Buju reclaims his throne - Shows no rust in first performance for nearly a decade

March 18, 2019
Buju Banton in performance last Saturday night at his Long Walk to Freedom Concert at the National Stadium.

It was a long walk to freedom but Buju Banton’s tumultuous journey led to sweet redemption inside the National Stadium on Saturday night.

As the Gargamel made his long awaited return to the stage, he recounted his years locked away in isolation down to the second; eight years, six months, 27 days, 13 hours, five minutes and 26 seconds, according to him.

But somehow, all that time lost during his incarceration seemed insignificant as the Destiny singer needed little more than 95 minutes to reclaim his musical throne.

It was almost as if time stood still from his last performance in Miami in 2011 and concert goers inside the National Stadium were teleported to the historic moment on Saturday night via time capsule.

If there were any doubts about Banton’s ability to deliver a quality set after almost a decade in prison, all those concerns were laid to rest.

The entertainer, who has been described as one of the most outstanding perfomers in Jamaica, eased back into his element with little to no fuss.

So relaxed was the Gargamel on stage, that it shocked some members of the audience.

“A can’t Buju dis weh just spend eight years a prison a mash up stage so,” said one female patron. “No man, him did a keep stage show inside deh because this is just something else.”

Her sentiments were shared by countless others throughout the venue. Well aware of the concerns people had about his ability to pick up where he left off, the Gargamel addressed his critics.

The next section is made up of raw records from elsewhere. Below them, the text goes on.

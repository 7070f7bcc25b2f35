//! High-level SGD linear model.
//!
//! [`SgdModel`] bundles the trained weights with everything inference needs
//! to reproduce training-time preprocessing:
//!
//! - dense models carry the [`FeatureBounds`] fitted on the training set;
//! - hashed models carry the [`TextFeaturizer`] used to hash the sentences.
//!
//! # Example
//!
//! ```
//! use linsgd::data::HashedDataset;
//! use linsgd::model::{SgdModel, TaskKind, TrainConfig};
//! use linsgd::training::Verbosity;
//!
//! let config = TrainConfig::builder()
//!     .task(TaskKind::BinaryClassification)
//!     .learning_rate(0.1)
//!     .n_epochs(50)
//!     .verbosity(Verbosity::Silent)
//!     .build()
//!     .unwrap();
//! let data = HashedDataset::from_sentences(config.featurizer(), [("good", 1.0), ("bad", 0.0)]);
//!
//! let model = SgdModel::train_text(&data, &config).unwrap();
//! assert!(model.predict_text("good").unwrap() > 0.5);
//! assert!(model.predict_text("bad").unwrap() < 0.5);
//! ```

use ndarray::{Array1, ArrayView1, ArrayView2};

use super::config::TrainConfig;
use super::meta::{ModelMeta, TaskKind};
use super::transform::OutputTransform;
use crate::data::{DenseDataset, FeatureBounds, HashedDataset, NormalizeError};
use crate::hashing::TextFeaturizer;
use crate::repr::LinearModel;
use crate::training::{NoCallback, Objective, SgdTrainer, TrainError, TrainingCallback};

// =============================================================================
// FeatureSpace
// =============================================================================

/// Which kind of input a model consumes.
#[derive(Debug, Clone, Copy, PartialEq, Eq)]
pub enum FeatureKind {
    Dense,
    Hashed,
}

impl FeatureKind {
    /// The only task a model over this kind of input can learn.
    pub fn task(self) -> TaskKind {
        match self {
            Self::Dense => TaskKind::Regression,
            Self::Hashed => TaskKind::BinaryClassification,
        }
    }
}

impl std::fmt::Display for FeatureKind {
    fn fmt(&self, f: &mut std::fmt::Formatter<'_>) -> std::fmt::Result {
        match self {
            Self::Dense => f.write_str("dense"),
            Self::Hashed => f.write_str("hashed"),
        }
    }
}

/// Input preprocessing captured at training time.
#[derive(Debug, Clone, PartialEq)]
pub enum FeatureSpace {
    /// Numeric features, min-max scaled with the stored bounds.
    Dense { bounds: FeatureBounds },
    /// Sentences hashed with the stored featurizer.
    Hashed { featurizer: TextFeaturizer },
}

impl FeatureSpace {
    pub fn kind(&self) -> FeatureKind {
        match self {
            Self::Dense { .. } => FeatureKind::Dense,
            Self::Hashed { .. } => FeatureKind::Hashed,
        }
    }

    /// Number of weights a model over this space has.
    pub fn n_weights(&self) -> usize {
        match self {
            Self::Dense { bounds } => bounds.n_features(),
            Self::Hashed { featurizer } => featurizer.table_size().len(),
        }
    }
}

// =============================================================================
// PredictError
// =============================================================================

/// Errors raised when predicting with an [`SgdModel`].
#[derive(Debug, Clone, PartialEq, thiserror::Error)]
pub enum PredictError {
    #[error("model consumes {expected} features, got {found} input")]
    ModelKindMismatch {
        expected: FeatureKind,
        found: FeatureKind,
    },

    #[error(transparent)]
    Normalize(#[from] NormalizeError),

    #[error("feature index {index} is outside a table of {n_weights} weights")]
    IndexOutOfRange { index: u32, n_weights: usize },
}

// =============================================================================
// SgdModel
// =============================================================================

/// Trained linear model with its preprocessing and output transform.
#[derive(Debug, Clone, PartialEq)]
pub struct SgdModel {
    linear: LinearModel,
    meta: ModelMeta,
    features: FeatureSpace,
}

impl SgdModel {
    /// Assemble a model from parts whose dimensions already agree.
    pub(crate) fn from_parts(linear: LinearModel, meta: ModelMeta, features: FeatureSpace) -> Self {
        debug_assert_eq!(linear.n_weights(), features.n_weights());
        Self {
            linear,
            meta,
            features,
        }
    }

    // -------------------------------------------------------------------------
    // Training
    // -------------------------------------------------------------------------

    /// Fit min-max bounds on `data`, normalize a copy and train on it.
    pub fn train_dense(data: &DenseDataset, config: &TrainConfig) -> Result<Self, TrainError> {
        Self::train_dense_with_callback(data, config, &mut NoCallback)
    }

    /// [`train_dense`](Self::train_dense) with a per-epoch callback.
    pub fn train_dense_with_callback<C>(
        data: &DenseDataset,
        config: &TrainConfig,
        callback: &mut C,
    ) -> Result<Self, TrainError>
    where
        C: TrainingCallback + ?Sized,
    {
        check_task(config.task, FeatureKind::Dense)?;
        if data.is_empty() {
            return Err(TrainError::EmptyDataset);
        }
        let bounds = FeatureBounds::fit(data.features())?;
        let normalized = data.with_features(bounds.transform(data.features())?);

        let trainer = SgdTrainer::new(Objective::for_task(config.task), config.sgd_params());
        let output = trainer.train(&normalized, callback)?;

        Ok(Self::from_parts(
            output.model,
            meta_for(config.task, data.n_features()),
            FeatureSpace::Dense { bounds },
        ))
    }

    /// Train on hashed sentences. The dataset's featurizer is stored with the
    /// model.
    pub fn train_text(data: &HashedDataset, config: &TrainConfig) -> Result<Self, TrainError> {
        Self::train_text_with_callback(data, config, &mut NoCallback)
    }

    /// [`train_text`](Self::train_text) with a per-epoch callback.
    pub fn train_text_with_callback<C>(
        data: &HashedDataset,
        config: &TrainConfig,
        callback: &mut C,
    ) -> Result<Self, TrainError>
    where
        C: TrainingCallback + ?Sized,
    {
        check_task(config.task, FeatureKind::Hashed)?;
        let featurizer = *data.featurizer();
        let trainer = SgdTrainer::new(Objective::for_task(config.task), config.sgd_params());
        let output = trainer.train(data, callback)?;

        Ok(Self::from_parts(
            output.model,
            meta_for(config.task, featurizer.table_size().len()),
            FeatureSpace::Hashed { featurizer },
        ))
    }

    // -------------------------------------------------------------------------
    // Accessors
    // -------------------------------------------------------------------------

    #[inline]
    pub fn linear(&self) -> &LinearModel {
        &self.linear
    }

    #[inline]
    pub fn meta(&self) -> &ModelMeta {
        &self.meta
    }

    #[inline]
    pub fn features(&self) -> &FeatureSpace {
        &self.features
    }

    #[inline]
    pub fn task(&self) -> TaskKind {
        self.meta.task
    }

    #[inline]
    pub fn transform(&self) -> OutputTransform {
        self.meta.transform
    }

    #[inline]
    pub fn feature_kind(&self) -> FeatureKind {
        self.features.kind()
    }

    /// Training bounds of a dense model.
    pub fn bounds(&self) -> Option<&FeatureBounds> {
        match &self.features {
            FeatureSpace::Dense { bounds } => Some(bounds),
            FeatureSpace::Hashed { .. } => None,
        }
    }

    /// Featurizer of a hashed model.
    pub fn featurizer(&self) -> Option<&TextFeaturizer> {
        match &self.features {
            FeatureSpace::Hashed { featurizer } => Some(featurizer),
            FeatureSpace::Dense { .. } => None,
        }
    }

    // -------------------------------------------------------------------------
    // Prediction
    // -------------------------------------------------------------------------

    fn dense_bounds(&self) -> Result<&FeatureBounds, PredictError> {
        self.bounds().ok_or(PredictError::ModelKindMismatch {
            expected: FeatureKind::Hashed,
            found: FeatureKind::Dense,
        })
    }

    fn text_featurizer(&self) -> Result<&TextFeaturizer, PredictError> {
        self.featurizer().ok_or(PredictError::ModelKindMismatch {
            expected: FeatureKind::Dense,
            found: FeatureKind::Hashed,
        })
    }

    /// Predict one raw (unscaled) dense row.
    pub fn predict_dense_row(&self, row: ArrayView1<'_, f64>) -> Result<f64, PredictError> {
        let bounds = self.dense_bounds()?;
        if row.len() != bounds.n_features() {
            return Err(NormalizeError::DimensionMismatch {
                expected: bounds.n_features(),
                found: row.len(),
            }
            .into());
        }

        let scaled: Array1<f64> = row
            .iter()
            .enumerate()
            .map(|(feature, &x)| bounds.scale(feature, x))
            .collect();
        Ok(self.transform().apply(self.linear.margin_dense(scaled.view())))
    }

    /// Predict every row of a raw dense matrix (`[n_samples, n_features]`).
    pub fn predict_dense(&self, features: ArrayView2<'_, f64>) -> Result<Array1<f64>, PredictError> {
        let scaled = self.dense_bounds()?.transform(features)?;
        Ok(self.predict_normalized(scaled.view()))
    }

    /// Predict rows that were already scaled with this model's bounds.
    pub(crate) fn predict_normalized(&self, scaled: ArrayView2<'_, f64>) -> Array1<f64> {
        let transform = self.transform();
        scaled
            .rows()
            .into_iter()
            .map(|row| transform.apply(self.linear.margin_dense(row)))
            .collect()
    }

    /// Featurize and predict one sentence.
    pub fn predict_text(&self, sentence: &str) -> Result<f64, PredictError> {
        let indices = self.text_featurizer()?.featurize(sentence);
        Ok(self.predict_hashed(&indices))
    }

    /// Predict from already hashed indices.
    pub fn predict_indices(&self, indices: &[u32]) -> Result<f64, PredictError> {
        self.text_featurizer()?;
        let n_weights = self.linear.n_weights();
        if let Some(&index) = indices.iter().find(|&&j| j as usize >= n_weights) {
            return Err(PredictError::IndexOutOfRange { index, n_weights });
        }
        Ok(self.predict_hashed(indices))
    }

    #[inline]
    fn predict_hashed(&self, indices: &[u32]) -> f64 {
        self.transform().apply(self.linear.margin_indices(indices))
    }
}

fn check_task(task: TaskKind, features: FeatureKind) -> Result<(), TrainError> {
    if task != features.task() {
        return Err(TrainError::TaskMismatch { task, features });
    }
    Ok(())
}

fn meta_for(task: TaskKind, n_features: usize) -> ModelMeta {
    match task {
        TaskKind::Regression => ModelMeta::for_regression(n_features),
        TaskKind::BinaryClassification => ModelMeta::for_binary_classification(n_features),
    }
}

“Dem say ‘Buju, who him? When him come back him nuh memba how fi deejay’. All when me a sleep me can deejay,” he said to loud cheers and screams. “Not a competition, this is not a race. Buju a Buju, me nuh inna dat race. Me come to music not to fight and trace, me love when gyal pickney rotate dem waist.”

In classic Buju style, he dabbled in the controversial for a brief moment.

“Make me talk to the people dem,” he said. “Music a me woman, nuh man nuh inna me head, who a p**sy a say p**sy me nuh trust dem like feds,” he continued before indicating he was advised not to ‘gwaan too bad’.

He then took his set into catering to the women and served up hits such as Waterman, The Only Man and Up Close and Personal.

extensive catalogue

The crowd could not get enough of Banton as he belted out hit after hit. Songs including Driver were crowd favourites as just the intro was enough to send the crowd into a frenzy.

Although Banton could have adequately handled his set by himself based on his extensive catalogue, the entertainer invited a few friends to help him.

Highlighting that his time of tribulation helped him sift out the real from the fake, Banton referred to those he shared the stage with on Saturday as family.

Marcia Griffiths he described as a mother, Beres Hammond as a father, and Wayne Wonder as his musical brother. Gramps Morgan and Stefflon were also called upon during the Gargamel’s set.

He ended his set on an abrupt but positive note as he encouraged black people to unite before delivering the song, African Pride.

Fireworks closed the curtains on a spectacular night, which left patrons satisfied they were able to savour in the moment live.